A ton of changes in this release.
DragonFly version 4.8 brings EFI boot support in the installer, further speed improvements in the kernel, a new NVMe driver, a new eMMC driver, and Intel video driver updates.
A ton of changes in this release.
I can tell a huge amount of impressive work has gone into dragonfly bad.
But it’s not clear what the target use cases are dragonfly bsd. I’m assuming it’s not just a hobby.
The new filesystem … what’s the intended benefit in the age of laptop SSDs and hyper cloud storage?
Parallelism .. which workloads? Desktop dev? Why not distributed cloud instances for bigger job?
Is it meant to be a cloud/server OS .. being better at the basics like concurrency than say Linux or Freebsd? Is it about squeezing the last bit of performance out of your data centres?

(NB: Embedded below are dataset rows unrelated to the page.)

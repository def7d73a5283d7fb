//! Link classification rule table
//!
//! Routes an origin-filtered href into one of two disjoint categories, or
//! discards it. Kept as a small pure function over an explicit pattern table
//! so rules can be extended without touching the worker loop.

use crate::config::ClassifyConfig;
use crate::url::resolve_href;
use url::Url;

/// Where a discovered link should be routed
#[derive(Debug, Clone, PartialEq, Eq)]
pub enum LinkAction {
    /// A detail (content) page: route the record to the result queue
    Record,

    /// A navigational or listing page: feed the resolved URL back to the
    /// URL queue
    Follow(Url),

    /// Matches neither rule; not an error
    Discard,
}

/// Classifies hrefs by substring rules, detail rules taking precedence
pub struct Classifier {
    detail_patterns: Vec<String>,
    listing_patterns: Vec<String>,
    start_url: String,
}

impl Classifier {
    /// Builds a classifier for a crawl rooted at `start_url`
    pub fn new(rules: &ClassifyConfig, start_url: &str) -> Self {
        Self {
            detail_patterns: rules.detail_patterns.clone(),
            listing_patterns: rules.listing_patterns.clone(),
            start_url: start_url.to_string(),
        }
    }

    /// Classifies a single href
    ///
    /// Rules, in precedence order:
    /// 1. Contains a detail pattern -> [`LinkAction::Record`]
    /// 2. Contains a `#` or a listing pattern -> [`LinkAction::Follow`] with
    ///    the href resolved against the start URL (fragment-only and relative
    ///    hrefs become absolute)
    /// 3. Otherwise -> [`LinkAction::Discard`]
    ///
    /// An href that matches rule 2 but fails to resolve is discarded.
    pub fn classify(&self, href: &str) -> LinkAction {
        if self.detail_patterns.iter().any(|p| href.contains(p)) {
            return LinkAction::Record;
        }

        if href.contains('#') || self.listing_patterns.iter().any(|p| href.contains(p)) {
            return match resolve_href(&self.start_url, href) {
                Ok(resolved) => LinkAction::Follow(resolved),
                Err(_) => LinkAction::Discard,
            };
        }

        LinkAction::Discard
    }
}

#[cfg(test)]
mod tests {
    use super::*;

    fn classifier() -> Classifier {
        Classifier::new(&ClassifyConfig::default(), "https://example.com")
    }

    #[test]
    fn test_detail_link_routed_to_record() {
        assert_eq!(classifier().classify("/sites/42"), LinkAction::Record);
    }

    #[test]
    fn test_fragment_link_resolved_and_followed() {
        match classifier().classify("#section") {
            LinkAction::Follow(url) => {
                assert_eq!(url.as_str(), "https://example.com/#section");
            }
            other => panic!("expected Follow, got {:?}", other),
        }
    }

    #[test]
    fn test_listing_link_followed() {
        match classifier().classify("/favorites/x") {
            LinkAction::Follow(url) => {
                assert_eq!(url.as_str(), "https://example.com/favorites/x");
            }
            other => panic!("expected Follow, got {:?}", other),
        }
    }

    #[test]
    fn test_unmatched_link_discarded() {
        assert_eq!(classifier().classify("/about"), LinkAction::Discard);
    }

    #[test]
    fn test_detail_takes_precedence_over_listing() {
        // Matches both rule sets; detail wins.
        assert_eq!(
            classifier().classify("/sites/42#reviews"),
            LinkAction::Record
        );
    }

    #[test]
    fn test_absolute_listing_link_passes_through() {
        match classifier().classify("https://example.com/favorites/y") {
            LinkAction::Follow(url) => {
                assert_eq!(url.as_str(), "https://example.com/favorites/y");
            }
            other => panic!("expected Follow, got {:?}", other),
        }
    }

    #[test]
    fn test_custom_rule_table() {
        let rules = ClassifyConfig {
            detail_patterns: vec!["/product/".to_string()],
            listing_patterns: vec!["/category/".to_string()],
        };
        let classifier = Classifier::new(&rules, "https://shop.test");

        assert_eq!(classifier.classify("/product/7"), LinkAction::Record);
        assert!(matches!(
            classifier.classify("/category/tools"),
            LinkAction::Follow(_)
        ));
        assert_eq!(classifier.classify("/sites/42"), LinkAction::Discard);
    }
}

The focus on modernising the graphics stack suggests a workstation use case..
#puzzled
project_2501,
Arguably everyone could get by with a global monoculture and nobody needs alternatives. Projects like this however are for people who oppose group think and prefer taking the road less taken. It’s not going to change the market any time soon, but they have their own vision and I say good on them for delivering on it!
Matt was really into clustering when he started the project and tends to focus on items with that goal. While many people do use dragonfly as a desktop os, that’s not the original intent of it. In fact, they only mention server and workstation loads on their homepage.

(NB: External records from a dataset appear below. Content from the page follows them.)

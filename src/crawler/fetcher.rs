//! Page fetcher: the browser-facing collaborator
//!
//! The crawler core only depends on the [`PageFetcher`] trait: give it a URL,
//! get back the same-origin links discovered on that page. The shipped
//! implementation fetches over HTTP with reqwest and extracts anchors with
//! scraper; a headless-browser implementation would satisfy the same contract.
//!
//! Origin filtering happens here, before classification ever sees a link:
//! only same-origin hrefs (relative to the crawl's start URL) are returned,
//! and empty, bare-`#`, and `javascript:` hrefs are dropped.

use crate::url::{is_crawlable_href, same_origin};
use async_trait::async_trait;
use reqwest::Client;
use scraper::{ElementRef, Html, Selector};
use std::time::Duration;
use thiserror::Error;

/// A link discovered on a fetched page
#[derive(Debug, Clone, PartialEq, Eq)]
pub struct PageLink {
    /// Link title, from a nested `<strong>` or the anchor text
    pub title: String,

    /// The href exactly as it appeared in the document
    pub href: String,

    /// Short description from a nested `<p>`, when present
    pub description: Option<String>,
}

/// Errors a fetch can fail with
///
/// All of these are recovered at the worker: a failed fetch is logged and
/// treated as a page with zero links.
#[derive(Debug, Error)]
pub enum FetchError {
    #[error("request failed: {0}")]
    Http(#[from] reqwest::Error),

    #[error("HTTP status {0}")]
    Status(u16),
}

/// Contract for page fetching
///
/// `fetch` navigates to the URL, waits for the page to settle, and returns
/// the links discovered on it, already origin-filtered.
#[async_trait]
pub trait PageFetcher: Send + Sync {
    async fn fetch(&self, url: &str) -> Result<Vec<PageLink>, FetchError>;
}

/// HTTP implementation of [`PageFetcher`]
///
/// Each worker owns its own instance (and thus its own connection pool),
/// created once at worker startup and reused across all its dequeued URLs.
pub struct HttpFetcher {
    client: Client,
    start_url: String,
}

impl HttpFetcher {
    /// Builds a fetcher with its own HTTP client
    ///
    /// # Arguments
    ///
    /// * `start_url` - The crawl's start URL; defines the origin boundary
    /// * `user_agent` - User agent string presented to the site
    /// * `timeout` - Per-request timeout
    pub fn new(
        start_url: &str,
        user_agent: &str,
        timeout: Duration,
    ) -> Result<Self, reqwest::Error> {
        let client = Client::builder()
            .user_agent(user_agent)
            .timeout(timeout)
            .connect_timeout(Duration::from_secs(10))
            .gzip(true)
            .brotli(true)
            .build()?;

        Ok(Self {
            client,
            start_url: start_url.to_string(),
        })
    }
}

#[async_trait]
impl PageFetcher for HttpFetcher {
    async fn fetch(&self, url: &str) -> Result<Vec<PageLink>, FetchError> {
        let response = self.client.get(url).send().await?;

        let status = response.status();
        if !status.is_success() {
            return Err(FetchError::Status(status.as_u16()));
        }

        let body = response.text().await?;
        Ok(extract_page_links(&body, &self.start_url))
    }
}

/// Extracts same-origin links with their titles and descriptions
///
/// For each `a[href]` in the document:
/// - the href is trimmed; empty, `#`-only, and `javascript:` hrefs are skipped
/// - cross-origin hrefs (relative to `start_url`) are skipped
/// - the title comes from a nested `<strong>` if one exists, otherwise from
///   the anchor's own text; anchors with no title are skipped
/// - the description comes from a nested `<p>`, when present and non-empty
pub fn extract_page_links(html: &str, start_url: &str) -> Vec<PageLink> {
    let document = Html::parse_document(html);
    let mut links = Vec::new();

    let anchor_selector = match Selector::parse("a[href]") {
        Ok(s) => s,
        Err(_) => return links,
    };
    let strong_selector = Selector::parse("strong").ok();
    let p_selector = Selector::parse("p").ok();

    for anchor in document.select(&anchor_selector) {
        let href = match anchor.value().attr("href") {
            Some(h) => h.trim(),
            None => continue,
        };

        if !is_crawlable_href(href) || !same_origin(start_url, href) {
            continue;
        }

        let title = strong_selector
            .as_ref()
            .and_then(|sel| anchor.select(sel).next())
            .map(element_text)
            .filter(|t| !t.is_empty())
            .unwrap_or_else(|| element_text(anchor));

        if title.is_empty() {
            continue;
        }

        let description = p_selector
            .as_ref()
            .and_then(|sel| anchor.select(sel).next())
            .map(element_text)
            .filter(|d| !d.is_empty());

        links.push(PageLink {
            title,
            href: href.to_string(),
            description,
        });
    }

    links
}

fn element_text(element: ElementRef<'_>) -> String {
    element
        .text()
        .collect::<String>()
        .split_whitespace()
        .collect::<Vec<_>>()
        .join(" ")
}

If you want a BSD focused on desktop use, you need to look at MidnightBSD (my project), or one of the various freebsd distros like TrueOS (PC-BSD), Desktop BSD or GhostBSD.
It’s pretty much a pure research OS. At one point about a decade ago there was going to be a focus on single-system-image clustering, but the computing world did an about-face and wanted to focus on orchestrating lots of little unices rather than one big unix for distributed workloads, so that got dropped.
The new filesystem is being considered by OpenBSD as an alternative to ZFS that is simpler to port and maintain. HAMMER2 is supposed to be more portable, offering a BSD-licensed alternative to ZFS (license confusion, not trivial to port, poor documentation for end users) and btrfs (dissapointing stability and adoption, less pronounced featureset, possibly not as portable?).
@project_2501
[quote]The new filesystem … what’s the intended benefit in the age of laptop SSDs and hyper cloud storage?[/quote]
Because not everyone wants SSD’s and what good is a SSD in a RAID system intended for secure storage?
Answer: None at all!
The diversity of operating systems is a good thing. Helps keep the NSA on their toes and it’s fun to explore different computing paradigms.
And Dragonfly was created by one of the smartest guy of the Amiga community (Dillon)… it has pretty interesting ideas, different than the rest at least.
IMHO it’s super cool to have small creative OSes because innovation happens there… big names like Linux or FreeBSD are pretty conservative I don’t see them innovating or doing things differently.
This is a monolithic POSIX system based on FreeBSD using BSD userland and running Unix programs – what different paradigm?